Saved data entries:
== == ==

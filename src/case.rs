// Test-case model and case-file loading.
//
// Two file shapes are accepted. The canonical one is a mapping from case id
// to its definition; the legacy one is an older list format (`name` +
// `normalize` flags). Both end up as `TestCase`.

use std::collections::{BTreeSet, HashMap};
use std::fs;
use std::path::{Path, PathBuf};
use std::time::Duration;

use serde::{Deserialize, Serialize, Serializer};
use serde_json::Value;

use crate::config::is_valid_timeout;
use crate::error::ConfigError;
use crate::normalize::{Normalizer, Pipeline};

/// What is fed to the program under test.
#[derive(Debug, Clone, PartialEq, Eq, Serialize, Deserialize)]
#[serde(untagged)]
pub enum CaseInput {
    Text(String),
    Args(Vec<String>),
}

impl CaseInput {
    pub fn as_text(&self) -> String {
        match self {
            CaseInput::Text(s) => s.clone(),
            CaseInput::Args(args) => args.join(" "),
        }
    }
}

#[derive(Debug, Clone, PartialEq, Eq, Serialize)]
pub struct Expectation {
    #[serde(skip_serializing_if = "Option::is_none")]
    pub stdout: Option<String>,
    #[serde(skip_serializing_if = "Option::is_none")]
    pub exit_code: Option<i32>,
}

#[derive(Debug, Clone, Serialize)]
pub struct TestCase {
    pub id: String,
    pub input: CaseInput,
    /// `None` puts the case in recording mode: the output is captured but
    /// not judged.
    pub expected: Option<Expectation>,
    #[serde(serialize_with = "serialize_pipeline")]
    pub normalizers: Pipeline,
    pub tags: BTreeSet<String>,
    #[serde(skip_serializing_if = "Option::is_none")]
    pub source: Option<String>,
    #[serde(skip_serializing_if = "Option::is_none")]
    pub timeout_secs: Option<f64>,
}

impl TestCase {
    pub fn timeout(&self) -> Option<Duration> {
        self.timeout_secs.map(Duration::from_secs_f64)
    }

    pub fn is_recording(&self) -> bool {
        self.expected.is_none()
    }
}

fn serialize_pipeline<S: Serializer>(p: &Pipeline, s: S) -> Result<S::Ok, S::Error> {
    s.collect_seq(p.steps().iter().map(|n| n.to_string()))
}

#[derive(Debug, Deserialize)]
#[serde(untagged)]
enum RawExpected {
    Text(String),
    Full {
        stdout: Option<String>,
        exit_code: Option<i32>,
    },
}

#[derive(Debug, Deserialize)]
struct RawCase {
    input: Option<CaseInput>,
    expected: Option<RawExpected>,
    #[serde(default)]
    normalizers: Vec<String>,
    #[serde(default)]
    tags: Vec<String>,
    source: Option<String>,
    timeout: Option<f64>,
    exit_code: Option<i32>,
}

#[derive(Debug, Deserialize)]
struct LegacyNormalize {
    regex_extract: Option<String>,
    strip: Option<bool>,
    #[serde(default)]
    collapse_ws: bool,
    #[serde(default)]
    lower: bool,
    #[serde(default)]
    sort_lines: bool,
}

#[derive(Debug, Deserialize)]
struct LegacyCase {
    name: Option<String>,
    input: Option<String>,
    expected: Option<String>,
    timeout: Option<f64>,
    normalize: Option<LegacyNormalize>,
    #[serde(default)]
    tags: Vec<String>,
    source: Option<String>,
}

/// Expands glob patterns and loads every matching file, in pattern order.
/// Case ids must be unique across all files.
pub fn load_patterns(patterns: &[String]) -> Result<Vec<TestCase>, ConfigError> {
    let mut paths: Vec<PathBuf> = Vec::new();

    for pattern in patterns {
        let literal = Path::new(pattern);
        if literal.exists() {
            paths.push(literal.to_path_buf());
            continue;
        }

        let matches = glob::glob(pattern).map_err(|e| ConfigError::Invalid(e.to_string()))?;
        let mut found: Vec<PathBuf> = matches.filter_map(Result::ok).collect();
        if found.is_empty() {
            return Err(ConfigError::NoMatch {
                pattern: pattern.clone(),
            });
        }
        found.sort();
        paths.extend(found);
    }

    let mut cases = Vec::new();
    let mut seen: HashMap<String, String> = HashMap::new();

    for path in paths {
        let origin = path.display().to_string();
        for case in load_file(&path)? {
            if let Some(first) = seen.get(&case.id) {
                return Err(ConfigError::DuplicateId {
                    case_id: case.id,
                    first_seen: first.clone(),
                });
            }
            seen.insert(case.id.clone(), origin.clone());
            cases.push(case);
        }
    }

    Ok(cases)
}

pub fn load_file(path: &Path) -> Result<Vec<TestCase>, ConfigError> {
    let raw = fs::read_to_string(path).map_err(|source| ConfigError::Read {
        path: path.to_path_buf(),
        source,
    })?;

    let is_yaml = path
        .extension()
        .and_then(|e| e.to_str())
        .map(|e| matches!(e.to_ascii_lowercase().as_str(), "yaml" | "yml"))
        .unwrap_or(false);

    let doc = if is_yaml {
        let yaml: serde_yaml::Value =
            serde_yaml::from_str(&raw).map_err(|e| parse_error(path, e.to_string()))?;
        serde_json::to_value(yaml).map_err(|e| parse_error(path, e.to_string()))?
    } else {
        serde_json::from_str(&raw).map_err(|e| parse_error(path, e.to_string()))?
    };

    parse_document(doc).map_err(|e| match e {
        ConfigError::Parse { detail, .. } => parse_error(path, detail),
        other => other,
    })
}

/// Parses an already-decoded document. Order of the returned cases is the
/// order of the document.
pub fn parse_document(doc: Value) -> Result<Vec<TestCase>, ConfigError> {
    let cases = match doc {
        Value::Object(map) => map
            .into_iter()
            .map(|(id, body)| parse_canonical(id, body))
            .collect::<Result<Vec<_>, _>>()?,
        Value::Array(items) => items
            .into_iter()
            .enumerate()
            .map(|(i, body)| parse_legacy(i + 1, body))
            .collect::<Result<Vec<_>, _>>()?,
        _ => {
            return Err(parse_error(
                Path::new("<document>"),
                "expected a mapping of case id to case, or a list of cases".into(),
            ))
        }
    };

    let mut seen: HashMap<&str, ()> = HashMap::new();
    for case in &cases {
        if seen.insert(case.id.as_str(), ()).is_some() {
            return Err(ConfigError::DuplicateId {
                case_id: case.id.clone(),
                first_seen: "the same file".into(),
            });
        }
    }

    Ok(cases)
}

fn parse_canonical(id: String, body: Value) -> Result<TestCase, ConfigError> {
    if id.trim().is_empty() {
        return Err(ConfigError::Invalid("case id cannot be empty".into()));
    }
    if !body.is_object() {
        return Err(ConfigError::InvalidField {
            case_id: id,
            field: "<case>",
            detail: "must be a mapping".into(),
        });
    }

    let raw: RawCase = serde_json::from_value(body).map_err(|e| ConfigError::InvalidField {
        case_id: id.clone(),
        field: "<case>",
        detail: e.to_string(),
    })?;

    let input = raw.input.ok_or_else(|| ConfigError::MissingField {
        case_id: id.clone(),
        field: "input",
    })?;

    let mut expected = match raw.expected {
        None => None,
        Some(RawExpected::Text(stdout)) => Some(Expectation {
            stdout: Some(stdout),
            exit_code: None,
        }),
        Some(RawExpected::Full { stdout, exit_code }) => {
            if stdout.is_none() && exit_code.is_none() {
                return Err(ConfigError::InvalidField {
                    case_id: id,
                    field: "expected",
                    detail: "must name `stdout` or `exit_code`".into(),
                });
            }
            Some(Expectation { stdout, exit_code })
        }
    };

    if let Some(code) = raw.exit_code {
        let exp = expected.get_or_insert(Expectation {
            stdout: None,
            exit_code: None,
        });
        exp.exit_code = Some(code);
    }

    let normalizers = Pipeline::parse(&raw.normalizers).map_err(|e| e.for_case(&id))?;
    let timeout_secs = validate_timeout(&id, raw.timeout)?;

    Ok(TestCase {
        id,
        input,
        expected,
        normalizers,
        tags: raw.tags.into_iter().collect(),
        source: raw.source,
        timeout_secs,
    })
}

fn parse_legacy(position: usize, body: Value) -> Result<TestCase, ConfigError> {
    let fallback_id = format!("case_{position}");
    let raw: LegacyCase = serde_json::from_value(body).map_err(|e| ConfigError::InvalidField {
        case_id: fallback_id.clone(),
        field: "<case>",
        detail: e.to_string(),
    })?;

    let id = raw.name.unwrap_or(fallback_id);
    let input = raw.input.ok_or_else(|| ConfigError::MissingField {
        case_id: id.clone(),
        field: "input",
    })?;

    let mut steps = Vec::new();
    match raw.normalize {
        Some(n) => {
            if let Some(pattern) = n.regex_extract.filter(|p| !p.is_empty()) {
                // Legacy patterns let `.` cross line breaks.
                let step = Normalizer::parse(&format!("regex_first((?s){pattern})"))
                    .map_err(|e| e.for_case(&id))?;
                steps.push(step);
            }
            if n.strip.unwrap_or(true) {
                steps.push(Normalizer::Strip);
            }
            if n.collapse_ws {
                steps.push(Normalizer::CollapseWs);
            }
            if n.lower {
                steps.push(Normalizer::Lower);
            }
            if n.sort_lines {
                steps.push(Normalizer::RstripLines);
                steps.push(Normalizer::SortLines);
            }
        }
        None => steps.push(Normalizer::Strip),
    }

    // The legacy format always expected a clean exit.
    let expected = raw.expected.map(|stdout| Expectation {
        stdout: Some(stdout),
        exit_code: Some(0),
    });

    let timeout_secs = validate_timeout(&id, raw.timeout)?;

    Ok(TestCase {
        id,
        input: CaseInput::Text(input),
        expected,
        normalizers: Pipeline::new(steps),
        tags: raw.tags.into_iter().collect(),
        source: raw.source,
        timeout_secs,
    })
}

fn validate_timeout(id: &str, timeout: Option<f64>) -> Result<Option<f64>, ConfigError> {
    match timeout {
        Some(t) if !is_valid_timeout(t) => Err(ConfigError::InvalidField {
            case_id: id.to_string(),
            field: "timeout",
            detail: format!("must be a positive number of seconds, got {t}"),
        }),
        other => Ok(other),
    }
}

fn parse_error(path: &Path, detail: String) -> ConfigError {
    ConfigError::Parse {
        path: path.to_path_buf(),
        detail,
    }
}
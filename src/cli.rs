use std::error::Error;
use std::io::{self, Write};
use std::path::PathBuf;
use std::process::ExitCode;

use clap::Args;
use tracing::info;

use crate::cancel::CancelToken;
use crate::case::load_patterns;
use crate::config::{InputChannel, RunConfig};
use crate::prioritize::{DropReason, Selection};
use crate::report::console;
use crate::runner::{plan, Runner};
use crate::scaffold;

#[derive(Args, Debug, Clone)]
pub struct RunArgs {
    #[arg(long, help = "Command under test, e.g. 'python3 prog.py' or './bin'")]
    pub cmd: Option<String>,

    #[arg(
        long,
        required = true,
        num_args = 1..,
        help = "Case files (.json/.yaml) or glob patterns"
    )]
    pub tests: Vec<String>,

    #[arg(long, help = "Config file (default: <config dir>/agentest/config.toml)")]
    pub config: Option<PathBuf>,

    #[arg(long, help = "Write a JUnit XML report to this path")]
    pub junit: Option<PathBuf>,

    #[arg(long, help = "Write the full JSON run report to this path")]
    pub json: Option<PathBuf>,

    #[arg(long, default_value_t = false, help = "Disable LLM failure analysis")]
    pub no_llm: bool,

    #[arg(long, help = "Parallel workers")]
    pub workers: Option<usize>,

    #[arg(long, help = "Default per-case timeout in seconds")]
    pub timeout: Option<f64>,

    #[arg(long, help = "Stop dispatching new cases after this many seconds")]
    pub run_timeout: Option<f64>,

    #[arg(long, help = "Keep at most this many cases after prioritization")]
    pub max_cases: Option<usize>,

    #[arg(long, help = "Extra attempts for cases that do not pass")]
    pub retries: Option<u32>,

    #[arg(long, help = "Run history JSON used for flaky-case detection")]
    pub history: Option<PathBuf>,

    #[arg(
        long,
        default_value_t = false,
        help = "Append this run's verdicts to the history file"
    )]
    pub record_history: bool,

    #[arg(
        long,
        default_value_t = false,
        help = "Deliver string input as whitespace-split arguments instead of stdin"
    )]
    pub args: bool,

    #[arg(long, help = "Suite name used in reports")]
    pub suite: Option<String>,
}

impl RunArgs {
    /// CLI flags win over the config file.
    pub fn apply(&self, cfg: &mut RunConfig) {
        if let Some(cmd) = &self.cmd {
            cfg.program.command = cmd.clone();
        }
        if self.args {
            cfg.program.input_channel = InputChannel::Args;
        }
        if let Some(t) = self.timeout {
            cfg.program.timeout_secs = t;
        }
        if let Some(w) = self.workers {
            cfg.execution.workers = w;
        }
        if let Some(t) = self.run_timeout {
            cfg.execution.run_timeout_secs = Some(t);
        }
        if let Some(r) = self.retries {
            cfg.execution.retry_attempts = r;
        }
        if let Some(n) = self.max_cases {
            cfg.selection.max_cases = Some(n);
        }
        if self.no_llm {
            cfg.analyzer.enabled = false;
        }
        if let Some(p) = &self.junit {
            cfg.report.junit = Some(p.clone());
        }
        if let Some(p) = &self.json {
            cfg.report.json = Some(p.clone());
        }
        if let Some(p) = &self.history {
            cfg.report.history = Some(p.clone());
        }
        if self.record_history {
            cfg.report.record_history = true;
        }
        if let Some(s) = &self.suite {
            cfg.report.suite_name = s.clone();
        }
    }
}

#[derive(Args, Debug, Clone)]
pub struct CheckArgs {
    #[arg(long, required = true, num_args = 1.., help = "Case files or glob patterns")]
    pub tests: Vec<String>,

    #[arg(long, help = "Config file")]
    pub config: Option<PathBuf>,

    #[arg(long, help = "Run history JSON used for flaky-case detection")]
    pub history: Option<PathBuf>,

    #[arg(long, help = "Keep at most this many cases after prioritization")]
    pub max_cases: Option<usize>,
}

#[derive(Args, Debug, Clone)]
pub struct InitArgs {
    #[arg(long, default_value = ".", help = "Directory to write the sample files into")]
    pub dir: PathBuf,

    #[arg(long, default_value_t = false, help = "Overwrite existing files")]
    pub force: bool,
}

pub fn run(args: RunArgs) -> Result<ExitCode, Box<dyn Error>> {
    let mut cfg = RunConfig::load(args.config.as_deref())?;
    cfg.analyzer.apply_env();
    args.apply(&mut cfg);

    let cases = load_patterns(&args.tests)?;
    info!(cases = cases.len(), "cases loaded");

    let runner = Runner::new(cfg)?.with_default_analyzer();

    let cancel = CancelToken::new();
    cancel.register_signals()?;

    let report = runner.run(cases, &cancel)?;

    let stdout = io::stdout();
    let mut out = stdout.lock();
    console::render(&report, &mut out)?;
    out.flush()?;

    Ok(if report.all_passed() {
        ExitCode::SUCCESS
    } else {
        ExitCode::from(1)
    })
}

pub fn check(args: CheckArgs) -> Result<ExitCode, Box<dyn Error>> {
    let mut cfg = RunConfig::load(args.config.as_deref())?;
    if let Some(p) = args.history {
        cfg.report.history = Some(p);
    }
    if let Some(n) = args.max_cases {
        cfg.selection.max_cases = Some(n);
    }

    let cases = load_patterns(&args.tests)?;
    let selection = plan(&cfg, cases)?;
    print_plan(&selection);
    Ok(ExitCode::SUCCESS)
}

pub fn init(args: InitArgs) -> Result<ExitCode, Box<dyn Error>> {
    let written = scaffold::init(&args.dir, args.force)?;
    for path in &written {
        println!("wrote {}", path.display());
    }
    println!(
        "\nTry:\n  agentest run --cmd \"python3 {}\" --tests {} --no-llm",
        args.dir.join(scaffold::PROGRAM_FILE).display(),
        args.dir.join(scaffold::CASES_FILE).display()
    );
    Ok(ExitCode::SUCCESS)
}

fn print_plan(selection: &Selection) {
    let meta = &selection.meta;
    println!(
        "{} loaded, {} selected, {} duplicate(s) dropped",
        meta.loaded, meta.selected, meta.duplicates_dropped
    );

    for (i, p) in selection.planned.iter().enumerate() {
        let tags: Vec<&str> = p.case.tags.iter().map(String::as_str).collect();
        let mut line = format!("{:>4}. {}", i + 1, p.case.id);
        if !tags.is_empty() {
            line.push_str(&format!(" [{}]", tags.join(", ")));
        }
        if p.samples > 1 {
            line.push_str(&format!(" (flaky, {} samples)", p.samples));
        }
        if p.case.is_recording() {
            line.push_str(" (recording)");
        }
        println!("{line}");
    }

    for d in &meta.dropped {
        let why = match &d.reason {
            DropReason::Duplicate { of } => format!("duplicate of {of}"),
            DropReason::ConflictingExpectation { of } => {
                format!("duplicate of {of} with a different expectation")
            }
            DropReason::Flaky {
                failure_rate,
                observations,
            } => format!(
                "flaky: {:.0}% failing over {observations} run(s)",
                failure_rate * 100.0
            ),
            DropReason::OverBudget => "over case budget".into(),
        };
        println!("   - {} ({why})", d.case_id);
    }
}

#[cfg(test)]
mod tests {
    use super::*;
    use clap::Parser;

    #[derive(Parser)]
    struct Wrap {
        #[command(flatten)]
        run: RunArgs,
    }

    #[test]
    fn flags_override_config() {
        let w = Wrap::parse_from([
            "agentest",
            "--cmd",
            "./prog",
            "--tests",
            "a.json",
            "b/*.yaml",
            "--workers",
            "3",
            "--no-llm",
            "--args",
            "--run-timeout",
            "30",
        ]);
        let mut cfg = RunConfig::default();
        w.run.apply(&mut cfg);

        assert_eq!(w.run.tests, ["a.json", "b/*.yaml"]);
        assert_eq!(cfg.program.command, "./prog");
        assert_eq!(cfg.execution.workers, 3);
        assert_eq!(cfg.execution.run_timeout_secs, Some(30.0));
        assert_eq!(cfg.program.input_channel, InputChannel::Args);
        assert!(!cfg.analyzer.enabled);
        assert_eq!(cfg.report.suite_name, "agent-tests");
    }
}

== == ==

#### Your assignment
The entries above hold a line with "fn serialize_pipeline<S: Serializer>(p: &Pipeline, s: S)" and a later line with "for case in load_file(&path)?". Write out exactly those lines and all lines between, nothing more.

#### Written response
fn serialize_pipeline<S: Serializer>(p: &Pipeline, s: S) -> Result<S::Ok, S::Error> {
    s.collect_seq(p.steps().iter().map(|n| n.to_string()))
}

#[derive(Debug, Deserialize)]
#[serde(untagged)]
enum RawExpected {
    Text(String),
    Full {
        stdout: Option<String>,
        exit_code: Option<i32>,
    },
}

#[derive(Debug, Deserialize)]
struct RawCase {
    input: Option<CaseInput>,
    expected: Option<RawExpected>,
    #[serde(default)]
    normalizers: Vec<String>,
    #[serde(default)]
    tags: Vec<String>,
    source: Option<String>,
    timeout: Option<f64>,
    exit_code: Option<i32>,
}

#[derive(Debug, Deserialize)]
struct LegacyNormalize {
    regex_extract: Option<String>,
    strip: Option<bool>,
    #[serde(default)]
    collapse_ws: bool,
    #[serde(default)]
    lower: bool,
    #[serde(default)]
    sort_lines: bool,
}

#[derive(Debug, Deserialize)]
struct LegacyCase {
    name: Option<String>,
    input: Option<String>,
    expected: Option<String>,
    timeout: Option<f64>,
    normalize: Option<LegacyNormalize>,
    #[serde(default)]
    tags: Vec<String>,
    source: Option<String>,
}

/// Expands glob patterns and loads every matching file, in pattern order.
/// Case ids must be unique across all files.
pub fn load_patterns(patterns: &[String]) -> Result<Vec<TestCase>, ConfigError> {
    let mut paths: Vec<PathBuf> = Vec::new();

    for pattern in patterns {
        let literal = Path::new(pattern);
        if literal.exists() {
            paths.push(literal.to_path_buf());
            continue;
        }

        let matches = glob::glob(pattern).map_err(|e| ConfigError::Invalid(e.to_string()))?;
        let mut found: Vec<PathBuf> = matches.filter_map(Result::ok).collect();
        if found.is_empty() {
            return Err(ConfigError::NoMatch {
                pattern: pattern.clone(),
            });
        }
        found.sort();
        paths.extend(found);
    }

    let mut cases = Vec::new();
    let mut seen: HashMap<String, String> = HashMap::new();

    for path in paths {
        let origin = path.display().to_string();
        for case in load_file(&path)? {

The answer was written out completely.